─── Given entries

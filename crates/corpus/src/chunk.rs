//! Deterministic text chunking.
//!
//! Primary rule: split on blank-line boundaries (the payload is LF-only by
//! the time it reaches here). Fallback: a paragraph that still exceeds the
//! token budget is split at a stable, locale-free whitespace rule into
//! windows of at most `max_tokens` words joined by single spaces.
//!
//! "Token" means whitespace-delimited word; the estimate intentionally
//! ignores model-specific tokenizers so the corpus never depends on one.

/// Whitespace word count, the token estimate recorded on every chunk.
pub fn estimate_tokens(text: &str) -> u32 {
    text.split_whitespace().count() as u32
}

/// Split text into paragraphs on blank-line boundaries, applying the
/// token-bounded fallback to oversize paragraphs. Empty paragraphs are
/// dropped; each returned chunk is trimmed and non-empty.
pub fn split_paragraphs(text: &str, max_tokens: u32) -> Vec<String> {
    let mut out = Vec::new();
    for block in text.split("\n\n") {
        let block = block.trim();
        if block.is_empty() {
            continue;
        }
        if estimate_tokens(block) <= max_tokens {
            out.push(block.to_string());
        } else {
            out.extend(split_by_tokens(block, max_tokens));
        }
    }
    out
}

fn split_by_tokens(block: &str, max_tokens: u32) -> Vec<String> {
    let words: Vec<&str> = block.split_whitespace().collect();
    words
        .chunks(max_tokens.max(1) as usize)
        .map(|window| window.join(" "))
        .collect()
}
//! Shape validation.
//!
//! Shapes are declared data (class → required predicates), version-pinned
//! to the emitter schema. A shapes file whose `schema_version` does not
//! match the validator is itself an integrity failure - silently validating
//! against stale shapes is how drift sneaks in.

use std::collections::{BTreeMap, BTreeSet};
use std::path::Path;

use serde::{Deserialize, Serialize};

use crate::error::KgError;
use crate::manifest::KG_SCHEMA_VERSION;
use crate::triple::{
    Term, Triple, DCT_SOURCE, PROV_WAS_DERIVED_FROM, P_ENTITY_KIND, P_PART_OF, P_SECTION_ID,
    P_TEXT, RDFS_LABEL, RDF_TYPE, TYPE_ENTITY, TYPE_PARAGRAPH, TYPE_SECTION,
};

#[derive(Debug, Clone, Serialize, Deserialize)]
pub struct NodeShape {
    pub name: String,
    pub target_class: String,
    pub required: Vec<String>,
}

#[derive(Debug, Clone, Serialize, Deserialize)]
pub struct ShapeSet {
    pub schema_version: String,
    pub shapes: Vec<NodeShape>,
}

impl ShapeSet {
    pub fn load(path: &Path) -> Result<Self, KgError> {
        let bytes = std::fs::read(path)?;
        Ok(serde_json::from_slice(&bytes)?)
    }
}

/// The shapes the emitter is written against.
pub fn builtin_shapes() -> ShapeSet {
    ShapeSet {
        schema_version: KG_SCHEMA_VERSION.to_string(),
        shapes: vec![
            NodeShape {
                name: "SectionShape".to_string(),
                target_class: TYPE_SECTION.to_string(),
                required: vec![
                    P_SECTION_ID.to_string(),
                    P_TEXT.to_string(),
                    RDFS_LABEL.to_string(),
                    PROV_WAS_DERIVED_FROM.to_string(),
                    DCT_SOURCE.to_string(),
                ],
            },
            NodeShape {
                name: "ParagraphShape".to_string(),
                target_class: TYPE_PARAGRAPH.to_string(),
                required: vec![
                    P_SECTION_ID.to_string(),
                    P_TEXT.to_string(),
                    P_PART_OF.to_string(),
                    PROV_WAS_DERIVED_FROM.to_string(),
                    DCT_SOURCE.to_string(),
                ],
            },
            NodeShape {
                name: "EntityShape".to_string(),
                target_class: TYPE_ENTITY.to_string(),
                required: vec![
                    RDFS_LABEL.to_string(),
                    P_ENTITY_KIND.to_string(),
                    PROV_WAS_DERIVED_FROM.to_string(),
                ],
            },
        ],
    }
}

/// Check every typed node against its shape.
///
/// Returns the conforming node count; the first violation aborts with an
/// [`KgError::IntegrityFailure`] naming node, shape, and missing predicate.
pub fn validate_shapes(triples: &[Triple], shapes: &ShapeSet) -> Result<usize, KgError> {
    if shapes.schema_version != KG_SCHEMA_VERSION {
        return Err(KgError::ShapesVersionMismatch {
            expected: KG_SCHEMA_VERSION.to_string(),
            found: shapes.schema_version.clone(),
        });
    }

    // subject → (types, predicates)
    let mut types: BTreeMap<&str, BTreeSet<&str>> = BTreeMap::new();
    let mut predicates: BTreeMap<&str, BTreeSet<&str>> = BTreeMap::new();
    for triple in triples {
        predicates
            .entry(triple.subject.as_str())
            .or_default()
            .insert(triple.predicate.as_str());
        if triple.predicate == RDF_TYPE {
            if let Term::Iri(class) = &triple.object {
                types
                    .entry(triple.subject.as_str())
                    .or_default()
                    .insert(class.as_str());
            }
        }
    }

    let mut conforming = 0usize;
    for shape in &shapes.shapes {
        for (subject, subject_types) in &types {
            if !subject_types.contains(shape.target_class.as_str()) {
                continue;
            }
            let present = predicates.get(subject).cloned().unwrap_or_default();
            for required in &shape.required {
                if !present.contains(required.as_str()) {
                    return Err(KgError::IntegrityFailure(format!(
                        "node {subject} violates {}: missing {required}",
                        shape.name
                    )));
                }
            }
            conforming += 1;
        }
    }
    Ok(conforming)
}

#[cfg(test)]
mod tests {
    use super::*;
    use crate::emit::{emit_kg, EmitConfig};

    #[test]
    fn emitted_snapshot_conforms_to_builtin_shapes() {
        let corpus = crate::emit::tests::fixture_corpus();
        let snapshot = emit_kg(&corpus, &[], &EmitConfig::default()).unwrap();
        let conforming = validate_shapes(&snapshot.triples, &builtin_shapes()).unwrap();
        assert_eq!(conforming, corpus.docs.len());
    }

    #[test]
    fn missing_provenance_is_integrity_failure() {
        let corpus = crate::emit::tests::fixture_corpus();
        let mut snapshot = emit_kg(&corpus, &[], &EmitConfig::default()).unwrap();
        snapshot
            .triples
            .retain(|t| t.predicate != PROV_WAS_DERIVED_FROM);
        let err = validate_shapes(&snapshot.triples, &builtin_shapes()).unwrap_err();
        assert!(matches!(err, KgError::IntegrityFailure(_)));
        assert!(err.to_string().contains("wasDerivedFrom"));
    }

    #[test]
    fn version_mismatch_refused() {
        let corpus = crate::emit::tests::fixture_corpus();
        let snapshot = emit_kg(&corpus, &[], &EmitConfig::default()).unwrap();
        let mut shapes = builtin_shapes();
        shapes.schema_version = "ear-kg.v0".to_string();
        assert!(matches!(
            validate_shapes(&snapshot.triples, &shapes).unwrap_err(),
            KgError::ShapesVersionMismatch { .. }
        ));
    }
}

──────

Set all of the entries down again, exactly as they were given.

_Task result_
filename crates/corpus/src/chunk.rs
//! Deterministic text chunking.
//!
//! Primary rule: split on blank-line boundaries (the payload is LF-only by
//! the time it reaches here). Fallback: a paragraph that still exceeds the
//! token budget is split at a stable, locale-free whitespace rule into
//! windows of at most `max_tokens` words joined by single spaces.
//!
//! "Token" means whitespace-delimited word; the estimate intentionally
//! ignores model-specific tokenizers so the corpus never depends on one.

/// Whitespace word count, the token estimate recorded on every chunk.
pub fn estimate_tokens(text: &str) -> u32 {
    text.split_whitespace().count() as u32
}

/// Split text into paragraphs on blank-line boundaries, applying the
/// token-bounded fallback to oversize paragraphs. Empty paragraphs are
/// dropped; each returned chunk is trimmed and non-empty.
pub fn split_paragraphs(text: &str, max_tokens: u32) -> Vec<String> {
    let mut out = Vec::new();
    for block in text.split("\n\n") {
        let block = block.trim();
        if block.is_empty() {
            continue;
        }
        if estimate_tokens(block) <= max_tokens {
            out.push(block.to_string());
        } else {
            out.extend(split_by_tokens(block, max_tokens));
        }
    }
    out
}

fn split_by_tokens(block: &str, max_tokens: u32) -> Vec<String> {
    let words: Vec<&str> = block.split_whitespace().collect();
    words
        .chunks(max_tokens.max(1) as usize)
        .map(|window| window.join(" "))
        .collect()
}
//! Shape validation.
//!
//! Shapes are declared data (class → required predicates), version-pinned
//! to the emitter schema. A shapes file whose `schema_version` does not
//! match the validator is itself an integrity failure - silently validating
//! against stale shapes is how drift sneaks in.

use std::collections::{BTreeMap, BTreeSet};
use std::path::Path;

use serde::{Deserialize, Serialize};

use crate::error::KgError;
use crate::manifest::KG_SCHEMA_VERSION;
use crate::triple::{
    Term, Triple, DCT_SOURCE, PROV_WAS_DERIVED_FROM, P_ENTITY_KIND, P_PART_OF, P_SECTION_ID,
    P_TEXT, RDFS_LABEL, RDF_TYPE, TYPE_ENTITY, TYPE_PARAGRAPH, TYPE_SECTION,
};

#[derive(Debug, Clone, Serialize, Deserialize)]
pub struct NodeShape {
    pub name: String,
    pub target_class: String,
    pub required: Vec<String>,
}

#[derive(Debug, Clone, Serialize, Deserialize)]
pub struct ShapeSet {
    pub schema_version: String,
    pub shapes: Vec<NodeShape>,
}

impl ShapeSet {
    pub fn load(path: &Path) -> Result<Self, KgError> {
        let bytes = std::fs::read(path)?;
        Ok(serde_json::from_slice(&bytes)?)
    }
}

/// The shapes the emitter is written against.
pub fn builtin_shapes() -> ShapeSet {
    ShapeSet {
        schema_version: KG_SCHEMA_VERSION.to_string(),
        shapes: vec![
            NodeShape {
                name: "SectionShape".to_string(),
                target_class: TYPE_SECTION.to_string(),
                required: vec![
                    P_SECTION_ID.to_string(),
                    P_TEXT.to_string(),
                    RDFS_LABEL.to_string(),
                    PROV_WAS_DERIVED_FROM.to_string(),
                    DCT_SOURCE.to_string(),
                ],
            },
            NodeShape {
                name: "ParagraphShape".to_string(),
                target_class: TYPE_PARAGRAPH.to_string(),
                required: vec![
                    P_SECTION_ID.to_string(),
                    P_TEXT.to_string(),
                    P_PART_OF.to_string(),
                    PROV_WAS_DERIVED_FROM.to_string(),
                    DCT_SOURCE.to_string(),
                ],
            },
            NodeShape {
                name: "EntityShape".to_string(),
                target_class: TYPE_ENTITY.to_string(),
                required: vec![
                    RDFS_LABEL.to_string(),
                    P_ENTITY_KIND.to_string(),
                    PROV_WAS_DERIVED_FROM.to_string(),
                ],
            },
        ],
    }
}

/// Check every typed node against its shape.
///
/// Returns the conforming node count; the first violation aborts with an
/// [`KgError::IntegrityFailure`] naming node, shape, and missing predicate.
pub fn validate_shapes(triples: &[Triple], shapes: &ShapeSet) -> Result<usize, KgError> {
    if shapes.schema_version != KG_SCHEMA_VERSION {
        return Err(KgError::ShapesVersionMismatch {
            expected: KG_SCHEMA_VERSION.to_string(),
            found: shapes.schema_version.clone(),
        });
    }

    // subject → (types, predicates)
    let mut types: BTreeMap<&str, BTreeSet<&str>> = BTreeMap::new();
    let mut predicates: BTreeMap<&str, BTreeSet<&str>> = BTreeMap::new();
    for triple in triples {
        predicates
            .entry(triple.subject.as_str())
            .or_default()
            .insert(triple.predicate.as_str());
        if triple.predicate == RDF_TYPE {
            if let Term::Iri(class) = &triple.object {
                types
                    .entry(triple.subject.as_str())
                    .or_default()
                    .insert(class.as_str());
            }
        }
    }

    let mut conforming = 0usize;
    for shape in &shapes.shapes {
        for (subject, subject_types) in &types {
            if !subject_types.contains(shape.target_class.as_str()) {
                continue;
            }
            let present = predicates.get(subject).cloned().unwrap_or_default();
            for required in &shape.required {
                if !present.contains(required.as_str()) {
                    return Err(KgError::IntegrityFailure(format!(
                        "node {subject} violates {}: missing {required}",
                        shape.name
                    )));
                }
            }
            conforming += 1;
        }
    }
    Ok(conforming)
}

#[cfg(test)]
mod tests {
    use super::*;
    use crate::emit::{emit_kg, EmitConfig};

    #[test]
    fn emitted_snapshot_conforms_to_builtin_shapes() {
        let corpus = crate::emit::tests::fixture_corpus();
        let snapshot = emit_kg(&corpus, &[], &EmitConfig::default()).unwrap();
        let conforming = validate_shapes(&snapshot.triples, &builtin_shapes()).unwrap();
        assert_eq!(conforming, corpus.docs.len());
    }

    #[test]
    fn missing_provenance_is_integrity_failure() {
        let corpus = crate::emit::tests::fixture_corpus();
        let mut snapshot = emit_kg(&corpus, &[], &EmitConfig::default()).unwrap();
        snapshot
            .triples
            .retain(|t| t.predicate != PROV_WAS_DERIVED_FROM);
        let err = validate_shapes(&snapshot.triples, &builtin_shapes()).unwrap_err();
        assert!(matches!(err, KgError::IntegrityFailure(_)));
        assert!(err.to_string().contains("wasDerivedFrom"));
    }

    #[test]
    fn version_mismatch_refused() {
        let corpus = crate::emit::tests::fixture_corpus();
        let snapshot = emit_kg(&corpus, &[], &EmitConfig::default()).unwrap();
        let mut shapes = builtin_shapes();
        shapes.schema_version = "ear-kg.v0".to_string();
        assert!(matches!(
            validate_shapes(&snapshot.triples, &shapes).unwrap_err(),
            KgError::ShapesVersionMismatch { .. }
        ));
    }
}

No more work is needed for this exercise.